Le Bestiaire
Le Bestiaire

livre de Jean Giono (1991)

"Par ruse, et non par force, amis ! Mais qui me tue ? Personne !"

Giono était un beau, grand et invétéré menteur, ça on le sait. Tous, amis et famille, l'ont assez répété. Le planteur d'arbre ? N'a jamais existé. La cérémonie du serpent d'étoiles ? Probablement pareil. Au mieux, totalement gonflée. Les quelques éléments de sa vie parsemés dans ses livres sont à prendre avec d'extrêmes pincettes alors que d'autres, véridiques, les émaillent en souterrain. Son premier roman achevé, la Naissance de l'Odyssée, après tout, nous présente Ulysse comme un bon gros menteur. Les raconteurs peuplent ses livres.

Jean Giono, outre ses romans célèbres, c'est aussi toute une pléiade de chroniques, de petits récits contemporains, de caractères et d'articles. Ici c'est un assez court recueil de 19 textes dont l'écriture s'est étalée sur une petite décennie (1950-60).

Oh ! n'attendez pas un vrai bestiaire, la liste des animaux que Giono aurait côtoyé durant son enfance avec des petites anecdotes de foires, de courses ou de chasses (quoi que maintenant je regrette l'absence d'un tel ouvrage). C'est un bestiaire plus proche des fantaisies antiques sur les antipodes ou des codex orientaux du Moyen Âge : bêtes réelles mais clairement éloignées de leur/notre réalité ou bêtes imaginaires. On est loin d'Esope, des Fables, du Cortège d'Orphée d'Apollinaire ou même des bestioles fabuleuses de Borges. La bête n'est ici souvent qu'un reflet déformé de l'homme. Ca m'a fait essentiellement fait penser à du Juan Rodolfo Wilcock et son stéréoscope des solitaires.

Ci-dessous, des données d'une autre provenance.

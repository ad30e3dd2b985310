//! Parallel Review Integration Tests
//!
//! Fan-out to reviewer and editor at once, fan-in before evaluation.

mod common;

use std::time::Duration;

use common::*;
use folio::config::ReviewMode;
use folio::core::ReviewRole;
use folio::domain::{Action, Message, Payload, Stage, StoryStatus};
use folio::{Disposition, Tick};

/// Run one round with the roles finishing in `order`; return the story and
/// the orchestrator's tick after each arrival
async fn run_round(order: [Stage; 2]) -> (Harness, Vec<Tick>) {
    let generator = ScriptedGenerator::new().reply(REVIEW, REJECT);
    let harness = Harness::new(ReviewMode::Parallel, 3, generator);
    harness.advance_to_review("story-1").await;

    let mut arrivals = Vec::new();
    for stage in order {
        harness.step(stage).await;
        arrivals.push(harness.step(Stage::Orchestrator).await);
    }
    (harness, arrivals)
}

#[tokio::test]
async fn test_round_fans_out_to_both_roles() {
    let harness = Harness::new(ReviewMode::Parallel, 3, ScriptedGenerator::new());
    harness.advance_to_review("story-1").await;

    let reviews = harness.waiting(Stage::Reviewer);
    let edits = harness.waiting(Stage::Editor);
    assert_eq!(reviews.len(), 1);
    assert_eq!(edits.len(), 1);
    assert_eq!(reviews[0].action, Action::Review);
    assert_eq!(edits[0].action, Action::Edit);
    assert_eq!(reviews[0].payload.round_number(), Some(1));
    assert_eq!(edits[0].payload.round_number(), Some(1));

    assert_eq!(
        harness.orchestrator.pending().waiting_on("story-1"),
        Some((1, vec![ReviewRole::Reviewer, ReviewRole::Editor]))
    );
}

#[tokio::test]
async fn test_arrival_order_does_not_change_decision() {
    let (reviewer_first, _) = run_round([Stage::Reviewer, Stage::Editor]).await;
    let (editor_first, _) = run_round([Stage::Editor, Stage::Reviewer]).await;

    for harness in [&reviewer_first, &editor_first] {
        let story = harness.story("story-1").await;
        assert_eq!(story.status, StoryStatus::RevisionNeeded);
        assert!(!story.feedback_for("reviewer", 1).unwrap().approved);
        assert!(story.feedback_for("editor", 1).unwrap().approved);

        let revise = harness.waiting(Stage::Writer);
        assert_eq!(revise.len(), 1);
        assert_eq!(revise[0].payload.round_number(), Some(1));
        assert_eq!(revise[0].payload.u32("next_round"), Some(2));
        assert_eq!(harness.generator.count(SUMMARIZE), 1);
        assert!(harness.orchestrator.pending().is_empty());
    }
}

#[tokio::test]
async fn test_evaluation_waits_for_both_roles() {
    let harness = Harness::new(ReviewMode::Parallel, 3, ScriptedGenerator::new());
    harness.advance_to_review("story-1").await;

    harness.step(Stage::Editor).await;
    harness.step(Stage::Orchestrator).await;

    // Editor is in, reviewer is not: nothing decided yet
    assert_eq!(harness.story("story-1").await.status, StoryStatus::InReview);
    assert_eq!(harness.pending(Stage::CoverDesigner).await, 0);
    assert_eq!(
        harness.orchestrator.pending().waiting_on("story-1"),
        Some((1, vec![ReviewRole::Reviewer]))
    );

    harness.step(Stage::Reviewer).await;
    harness.step(Stage::Orchestrator).await;

    assert_eq!(
        harness.story("story-1").await.status,
        StoryStatus::DesigningCover
    );
    assert_eq!(harness.pending(Stage::CoverDesigner).await, 1);
    assert!(harness.orchestrator.pending().is_empty());
}

#[tokio::test]
async fn test_late_duplicate_does_not_evaluate_again() {
    let (harness, arrivals) = run_round([Stage::Reviewer, Stage::Editor]).await;
    assert_eq!(arrivals, vec![Tick::Handled(Disposition::Completed); 2]);
    assert_eq!(harness.generator.count(SUMMARIZE), 1);

    let duplicate = Message::new("story-1", Action::EditComplete).with_payload(
        Payload::new()
            .with("round_number", 1)
            .with("approved", true)
            .with("feedback", "again"),
    );
    harness.push(Stage::Orchestrator, duplicate).await;
    harness.step(Stage::Orchestrator).await;

    assert_eq!(harness.generator.count(SUMMARIZE), 1);
    assert_eq!(harness.waiting(Stage::Writer).len(), 1);
    assert_eq!(
        harness.story("story-1").await.status,
        StoryStatus::RevisionNeeded
    );
}

#[tokio::test]
async fn test_parallel_revision_cycle_publishes() {
    let generator = ScriptedGenerator::new()
        .reply(EDIT, REJECT)
        .reply(EDIT, REJECT);
    let harness = Harness::new(ReviewMode::Parallel, 5, generator);
    harness.seed("story-1", Payload::new()).await;
    harness.drain().await;

    let story = harness.story("story-1").await;
    assert_eq!(story.status, StoryStatus::Published);
    assert_eq!(story.revision_count, 2);
    assert!(story.feedback_for("editor", 3).unwrap().approved);
    assert!(harness.orchestrator.pending().is_empty());
}

#[tokio::test]
async fn test_concurrent_critics_keep_both_feedback_items() {
    let generator = ScriptedGenerator::new()
        .reply(REVIEW, REJECT)
        .with_latency(Duration::from_millis(50));
    let harness = Harness::new(ReviewMode::Parallel, 3, generator);
    harness.advance_to_review("story-1").await;
    let before = harness.story("story-1").await.metrics.len();

    // Both critics read the story before either writes it back
    let (review, edit) = tokio::join!(
        harness.step(Stage::Reviewer),
        harness.step(Stage::Editor)
    );
    assert_eq!(review, Tick::Handled(Disposition::Completed));
    assert_eq!(edit, Tick::Handled(Disposition::Completed));

    let story = harness.story("story-1").await;
    assert!(!story.feedback_for("reviewer", 1).unwrap().approved);
    assert!(story.feedback_for("editor", 1).unwrap().approved);
    assert_eq!(story.feedback.len(), 2);
    assert_eq!(story.metrics.len(), before + 2);
    assert_eq!(
        story.total_tokens,
        story.metrics.iter().map(|m| m.total_tokens).sum::<u64>()
    );
    assert_eq!(story.status, StoryStatus::InReview);
}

Il y a donc beaucoup d'humour, de jeux de mots et jeux de proverbes, de références facétieuses semi-voilées, du pastiche quoi ! Tout ça frise parfois le surréalisme un peu forcé, l'exercice du canular à la Perec, ça tourne parfois à l'aigre et c'est par trop ancré dans sa modernité, fatalement un peu dépassée pour nous ; pourtant on reconnaît bel et bien toutes les marottes du petit Jean. Un de ces livres où l'on croit découvrir une nouvelle facette d'un auteur quand elle faisait sens tout du long. On se pose cinq minutes et ça coule de source.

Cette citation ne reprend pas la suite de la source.